You’ve probably thought about how you’re going to talk to your kids about divorce prior to everything happening. Right now, you’re all living together in Roanoke, and you and your spouse are maintaining the status quo. Not long from now, though, you’ll be moving out.
Before that happens, you and your spouse want to talk to your kids about divorce and how it will affect them. That’s wonderful, and it’s exactly what all parents should do. However, you also need to keep in mind how you’ll keep the conversation going during and after the divorce.

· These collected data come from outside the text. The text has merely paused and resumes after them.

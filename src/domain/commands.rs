// src/domain/commands.rs
use chrono::{DateTime, Utc};
use serde::{Deserialize, Serialize};
use crate::report::{BidReport, FinalResults};
use super::core::{AmountValue, Bidder, LotNumber};

#[derive(Debug, Clone, PartialEq, Eq, Serialize, Deserialize)]
#[serde(tag = "$type")]
pub enum Command {
    #[serde(rename = "EnterLot")]
    EnterLot {
        #[serde(rename = "at")]
        timestamp: DateTime<Utc>,
        description: Option<String>,
    },

    #[serde(rename = "PlaceBid")]
    PlaceBid {
        #[serde(rename = "at")]
        timestamp: DateTime<Utc>,
        lot: LotNumber,
        bidder: Option<Bidder>,
        value: AmountValue,
    },

    #[serde(rename = "RemoveLot")]
    RemoveLot {
        #[serde(rename = "at")]
        timestamp: DateTime<Utc>,
        lot: LotNumber,
    },

    #[serde(rename = "Close")]
    Close {
        #[serde(rename = "at")]
        timestamp: DateTime<Utc>,
    },

    #[serde(rename = "CarryForward")]
    CarryForward {
        #[serde(rename = "at")]
        timestamp: DateTime<Utc>,
    },
}

impl Command {
    pub fn timestamp(&self) -> DateTime<Utc> {
        match self {
            Command::EnterLot { timestamp, .. }
            | Command::PlaceBid { timestamp, .. }
            | Command::RemoveLot { timestamp, .. }
            | Command::Close { timestamp }
            | Command::CarryForward { timestamp } => *timestamp,
        }
    }
}

#[derive(Debug, Clone, PartialEq, Eq, Serialize, Deserialize)]
#[serde(tag = "$type")]
pub enum CommandSuccess {
    #[serde(rename = "LotEntered")]
    LotEntered {
        #[serde(rename = "at")]
        timestamp: DateTime<Utc>,
        lot: LotNumber,
    },

    #[serde(rename = "BidPlaced")]
    BidPlaced {
        #[serde(rename = "at")]
        timestamp: DateTime<Utc>,
        report: BidReport,
    },

    #[serde(rename = "LotRemoved")]
    LotRemoved {
        #[serde(rename = "at")]
        timestamp: DateTime<Utc>,
        lot: LotNumber,
    },

    #[serde(rename = "AuctionClosed")]
    AuctionClosed {
        #[serde(rename = "at")]
        timestamp: DateTime<Utc>,
        results: FinalResults,
    },

    #[serde(rename = "CarriedForward")]
    CarriedForward {
        #[serde(rename = "at")]
        timestamp: DateTime<Utc>,
        lots: Vec<LotNumber>,
    },
}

Why is it important to continue talking about divorce after parents separate?
The separation and change in custody schedule is just the tip of the iceberg for children. Initially, yes, they will have to deal with a new schedule and new living conditions. Once they adjust, you may think that your job of helping them through the divorce is more or less over, but that’s not the reality.
You should continue to talk about the situation and the changes affecting your children. How? One good suggestion is to have weekly family meetings or a code that signals that your child needs to talk, like putting a piece of fruit on the coffee table or putting a sign on their room’s doorknob. It’s important that the lines of communication stay open, so you can continue to see how the divorce is affecting your children and what you can do to help.
For example, if you set up a custody schedule and your child adjusts to it over three or four weeks, you may find they want to talk to you about it. Maybe they’re unhappy about one day of the plan, because it means they miss an important school event or other extracurricular activity. You and your ex-spouse might need to talk about making new arrangements or making a change to allow your child to participate in that activity regardless of the schedule you have in place.
It’s a good idea for parents to have an open-door policy about the divorce. While it’s painful for you to lose a lover, your child may feel like they’re losing both their parents or that their entire world has shattered. It’s essential that you continue talking about how they’re doing and making sure that they are continuing to adjust in appropriate and healthy ways. If not, then you may need to look into additional help, like by hiring a children’s therapist.